Basically though, this is all I can really find to recommend in Akutarô-den, a film in which Suzuki’s increasingly lackadaisical approach to narrative seems for once to have tripped him up, resulting in a rather ramshackle and muddled picture that – for me at least – closes an otherwise extremely rewarding set of films offered up by Arrow on a disappointing note.

Never mind though – it’s taken me so damn long to get around to watching and writing about these that I now have the very promising sounding ‘Early Years Vol # 2: The Crime and Action Films’ sitting on the shelf awaiting my attention, ready to further expand my knowledge of the lesser known works of this mercurial and much-missed filmmaker.

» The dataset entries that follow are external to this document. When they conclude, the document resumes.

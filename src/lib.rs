//! Minimal MCP tool server.
//!
//! This crate implements the tool-invocation side of the Model Context
//! Protocol: a registry of typed tools, schema-driven argument validation,
//! a concurrent dispatcher, and the stdio, SSE and streamable HTTP bindings
//! that carry JSON-RPC 2.0 messages between clients and the server.
//!
//! # Architecture
//!
//! - **core**: configuration, error handling, the JSON-RPC message layer,
//!   sessions, the server object and the transports
//! - **domains**: business logic organized by bounded contexts
//!   - **tools**: tool declarations, registry and dispatcher
//!
//! # Example
//!
//! ```rust,no_run
//! use sum_mcp_server::core::{Config, McpServer, TransportService};
//!
//! #[tokio::main]
//! async fn main() -> anyhow::Result<()> {
//!     let config = Config::from_env()?;
//!     let server = McpServer::new(config.clone());
//!     TransportService::new(config.transport).run(server).await?;
//!     Ok(())
//! }
//! ```

pub mod core;
pub mod domains;

// Re-export commonly used types for convenience
pub use core::{Config, Error, ErrorKind, McpServer, Result};
pub use domains::tools::{ParamType, Parameter, Tool, ToolArguments, ToolRegistry};
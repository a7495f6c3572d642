//! HTTP plumbing shared by the network transports.
//!
//! Both the SSE and the streamable HTTP bindings serve the same `/health`
//! and `/` endpoints, share the CORS policy and frame JSON-RPC responses as
//! `message` events.

use axum::{
    Json, Router,
    http::StatusCode,
    response::{IntoResponse, Response, sse::Event},
    routing::get,
};
use std::time::Duration;
use tower_http::cors::{Any, CorsLayer};
use tower_http::trace::TraceLayer;
use tracing::info;

use super::{TransportError, TransportResult};
use crate::core::protocol::JsonRpcResponse;

/// Interval between keep-alive comments on open event streams.
pub const KEEP_ALIVE_INTERVAL: Duration = Duration::from_secs(15);

/// Add the endpoints every network transport serves.
pub fn with_common_routes<S>(router: Router<S>, transport: &'static str) -> Router<S>
where
    S: Clone + Send + Sync + 'static,
{
    router
        .route("/health", get(health_check))
        .route("/", get(move || root_handler(transport)))
}

/// Apply request tracing and, when enabled, permissive CORS.
pub fn finish_router(router: Router, enable_cors: bool) -> Router {
    let router = if enable_cors {
        router.layer(
            CorsLayer::new()
                .allow_origin(Any)
                .allow_methods(Any)
                .allow_headers(Any)
                .expose_headers(Any),
        )
    } else {
        router
    };
    router.layer(TraceLayer::new_for_http())
}

/// Bind `addr` and serve `router` until Ctrl-C.
pub async fn serve(addr: &str, router: Router) -> TransportResult<()> {
    let listener = tokio::net::TcpListener::bind(addr)
        .await
        .map_err(|e| TransportError::bind(addr, e))?;

    info!("Ready - listening on {}", addr);
    info!("  → Health:   GET /health");

    axum::serve(listener, router)
        .with_graceful_shutdown(shutdown_signal())
        .await
        .map_err(|e| TransportError::http(e.to_string()))?;

    info!("HTTP listener on {} stopped", addr);
    Ok(())
}

async fn shutdown_signal() {
    if tokio::signal::ctrl_c().await.is_err() {
        // No signal handler available; serve until the process is killed.
        std::future::pending::<()>().await;
    }
    info!("Shutdown signal received");
}

/// Frame one JSON-RPC response as an SSE `message` event.
pub fn message_event(response: &JsonRpcResponse) -> Event {
    match serde_json::to_string(response) {
        Ok(data) => Event::default().event("message").data(data),
        Err(e) => Event::default().event("error").data(e.to_string()),
    }
}

/// Plain-text error reply for requests rejected before reaching a session.
pub fn reject(status: StatusCode, message: impl Into<String>) -> Response {
    (status, message.into()).into_response()
}

/// Root handler - provides API info.
async fn root_handler(transport: &'static str) -> impl IntoResponse {
    Json(serde_json::json!({
        "name": env!("CARGO_PKG_NAME"),
        "version": env!("CARGO_PKG_VERSION"),
        "transport": transport,
        "protocol": "JSON-RPC 2.0",
    }))
}

/// Health check endpoint.
async fn health_check() -> impl IntoResponse {
    Json(serde_json::json!({
        "status": "healthy",
        "timestamp": chrono::Utc::now().to_rfc3339()
    }))
}

#[cfg(test)]
mod tests {
    use super::*;
    use axum::body::{Body, to_bytes};
    use axum::http::Request;
    use tower::ServiceExt;

    #[tokio::test]
    async fn test_health_and_root() {
        let app = finish_router(with_common_routes(Router::new(), "sse"), true);

        let resp = app
            .clone()
            .oneshot(Request::get("/health").body(Body::empty()).unwrap())
            .await
            .unwrap();
        assert_eq!(resp.status(), StatusCode::OK);
        let body = to_bytes(resp.into_body(), 1024).await.unwrap();
        let v: serde_json::Value = serde_json::from_slice(&body).unwrap();
        assert_eq!(v["status"], "healthy");
        assert!(v["timestamp"].is_string());

        let resp = app
            .oneshot(Request::get("/").body(Body::empty()).unwrap())
            .await
            .unwrap();
        let body = to_bytes(resp.into_body(), 1024).await.unwrap();
        let v: serde_json::Value = serde_json::from_slice(&body).unwrap();
        assert_eq!(v["transport"], "sse");
    }

    #[tokio::test]
    async fn test_cors_headers() {
        let app = finish_router(with_common_routes(Router::new(), "sse"), true);
        let resp = app
            .oneshot(
                Request::get("/health")
                    .header("origin", "http://example.com")
                    .body(Body::empty())
                    .unwrap(),
            )
            .await
            .unwrap();
        assert_eq!(
            resp.headers()
                .get("access-control-allow-origin")
                .map(|v| v.as_bytes()),
            Some(&b"*"[..])
        );
    }
}
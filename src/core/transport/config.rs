//! Transport configuration types.

use serde::{Deserialize, Serialize};

use crate::core::error::{Error, Result};

/// Transport configuration options.
#[derive(Debug, Clone, Default, Serialize, Deserialize)]
#[serde(tag = "type", rename_all = "kebab-case")]
pub enum TransportConfig {
    /// Standard input/output transport (default for MCP).
    #[default]
    Stdio,

    /// Server-Sent-Events stream plus a POST message endpoint.
    #[cfg(feature = "sse")]
    Sse(SseConfig),

    /// Single-endpoint streamable HTTP.
    #[cfg(feature = "streamable-http")]
    StreamableHttp(StreamableHttpConfig),
}

/// SSE transport configuration.
#[cfg(feature = "sse")]
#[derive(Debug, Clone, Serialize, Deserialize)]
pub struct SseConfig {
    /// Port number to listen on.
    pub port: u16,

    /// Host address to bind to.
    #[serde(default = "default_host")]
    pub host: String,

    /// Path of the event stream (`GET`).
    #[serde(default = "default_sse_path")]
    pub sse_path: String,

    /// Path clients POST their messages to.
    #[serde(default = "default_message_path")]
    pub message_path: String,

    /// Enable CORS for browser clients.
    #[serde(default = "default_cors")]
    pub enable_cors: bool,
}

/// Streamable HTTP transport configuration.
#[cfg(feature = "streamable-http")]
#[derive(Debug, Clone, Serialize, Deserialize)]
pub struct StreamableHttpConfig {
    /// Port number to listen on.
    pub port: u16,

    /// Host address to bind to.
    #[serde(default = "default_host")]
    pub host: String,

    /// Path of the MCP endpoint.
    #[serde(default = "default_http_path")]
    pub path: String,

    /// Enable CORS for browser clients.
    #[serde(default = "default_cors")]
    pub enable_cors: bool,

    /// Always answer with `application/json`, never with an event stream.
    #[serde(default)]
    pub json_response: bool,

    /// Seconds without a request before a session is evicted. 0 keeps
    /// sessions until they are deleted.
    #[serde(default = "default_session_ttl")]
    pub session_ttl_secs: u64,
}

#[cfg(feature = "streamable-http")]
impl StreamableHttpConfig {
    /// Idle time after which a session is evicted, if any.
    pub fn session_ttl(&self) -> Option<std::time::Duration> {
        (self.session_ttl_secs > 0).then(|| std::time::Duration::from_secs(self.session_ttl_secs))
    }
}

#[cfg(any(feature = "sse", feature = "streamable-http"))]
const DEFAULT_PORT: u16 = 8000;

#[cfg(any(feature = "sse", feature = "streamable-http"))]
fn default_host() -> String {
    "127.0.0.1".to_string()
}

#[cfg(feature = "sse")]
fn default_sse_path() -> String {
    "/sse".to_string()
}

#[cfg(feature = "sse")]
fn default_message_path() -> String {
    "/messages/".to_string()
}

#[cfg(feature = "streamable-http")]
fn default_http_path() -> String {
    "/mcp".to_string()
}

#[cfg(any(feature = "sse", feature = "streamable-http"))]
fn default_cors() -> bool {
    true
}

#[cfg(feature = "streamable-http")]
fn default_session_ttl() -> u64 {
    30 * 60
}

#[cfg(feature = "sse")]
impl Default for SseConfig {
    fn default() -> Self {
        Self {
            port: DEFAULT_PORT,
            host: default_host(),
            sse_path: default_sse_path(),
            message_path: default_message_path(),
            enable_cors: default_cors(),
        }
    }
}

#[cfg(feature = "streamable-http")]
impl Default for StreamableHttpConfig {
    fn default() -> Self {
        Self {
            port: DEFAULT_PORT,
            host: default_host(),
            path: default_http_path(),
            enable_cors: default_cors(),
            json_response: false,
            session_ttl_secs: default_session_ttl(),
        }
    }
}

impl TransportConfig {
    /// Create a STDIO transport config.
    pub fn stdio() -> Self {
        Self::Stdio
    }

    /// Create an SSE transport config.
    #[cfg(feature = "sse")]
    pub fn sse(port: u16, host: impl Into<String>) -> Self {
        Self::Sse(SseConfig {
            port,
            host: host.into(),
            ..Default::default()
        })
    }

    /// Create a streamable HTTP transport config.
    #[cfg(feature = "streamable-http")]
    pub fn streamable_http(port: u16, host: impl Into<String>) -> Self {
        Self::StreamableHttp(StreamableHttpConfig {
            port,
            host: host.into(),
            ..Default::default()
        })
    }

    /// Select a transport by name, reading its options from the environment.
    ///
    /// Accepts `stdio`, `sse`, `streamable-http` and its alias `http`.
    pub fn from_name(name: &str) -> Result<Self> {
        match name.trim().to_lowercase().as_str() {
            "" | "stdio" => Ok(Self::Stdio),
            #[cfg(feature = "sse")]
            "sse" => Ok(Self::Sse(SseConfig {
                port: env_port()?,
                host: env_or("MCP_HOST", default_host),
                sse_path: env_or("MCP_SSE_PATH", default_sse_path),
                message_path: env_or("MCP_MESSAGE_PATH", default_message_path),
                enable_cors: env_flag("MCP_HTTP_CORS", default_cors())?,
            })),
            #[cfg(feature = "streamable-http")]
            "streamable-http" | "streamable_http" | "http" => {
                Ok(Self::StreamableHttp(StreamableHttpConfig {
                    port: env_port()?,
                    host: env_or("MCP_HOST", default_host),
                    path: env_or("MCP_HTTP_PATH", default_http_path),
                    enable_cors: env_flag("MCP_HTTP_CORS", default_cors())?,
                    json_response: env_flag("MCP_JSON_RESPONSE", false)?,
                    session_ttl_secs: env_secs("MCP_SESSION_TTL_SECS", default_session_ttl())?,
                }))
            }
            other => Err(Error::config(format!(
                "unknown transport '{other}' (available: {})",
                Self::available().join(", ")
            ))),
        }
    }

    /// Load transport config from environment variables.
    pub fn from_env() -> Result<Self> {
        let name = std::env::var("MCP_TRANSPORT").unwrap_or_default();
        Self::from_name(&name)
    }

    /// Names of the transports compiled into this binary.
    pub fn available() -> Vec<&'static str> {
        let mut names = vec!["stdio"];
        if cfg!(feature = "sse") {
            names.push("sse");
        }
        if cfg!(feature = "streamable-http") {
            names.push("streamable-http");
        }
        names
    }

    /// Check if this transport is the standard STDIO mode.
    pub fn is_stdio(&self) -> bool {
        matches!(self, Self::Stdio)
    }
}

#[cfg(any(feature = "sse", feature = "streamable-http"))]
fn env_or(key: &str, default: fn() -> String) -> String {
    std::env::var(key).unwrap_or_else(|_| default())
}

#[cfg(any(feature = "sse", feature = "streamable-http"))]
fn env_port() -> Result<u16> {
    match std::env::var("MCP_PORT") {
        Ok(port) => port
            .trim()
            .parse()
            .map_err(|_| Error::config(format!("MCP_PORT must be a port number, got '{port}'"))),
        Err(_) => Ok(DEFAULT_PORT),
    }
}

#[cfg(any(feature = "sse", feature = "streamable-http"))]
fn env_flag(key: &str, default: bool) -> Result<bool> {
    let Ok(value) = std::env::var(key) else {
        return Ok(default);
    };
    match value.trim().to_lowercase().as_str() {
        "1" | "true" | "yes" | "on" => Ok(true),
        "0" | "false" | "no" | "off" => Ok(false),
        _ => Err(Error::config(format!("{key} must be a boolean, got '{value}'"))),
    }
}

#[cfg(feature = "streamable-http")]
fn env_secs(key: &str, default: u64) -> Result<u64> {
    match std::env::var(key) {
        Ok(value) => value.trim().parse().map_err(|_| {
            Error::config(format!("{key} must be a number of seconds, got '{value}'"))
        }),
        Err(_) => Ok(default),
    }
}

Will I return one day to torment you with another 5,000+ word review of that one? Only time will tell.



Needless to say, this review is dedicated to the two million plus citizens of Western Japan who have recently had their bucolic summer festival season interrupted by an unprecedented series of highly destructive, weather-related natural disasters. If you’re still reading this far down the page, hopefully you’ve enjoyed my efforts, and will consider making a donation to support the victims by way of thanks.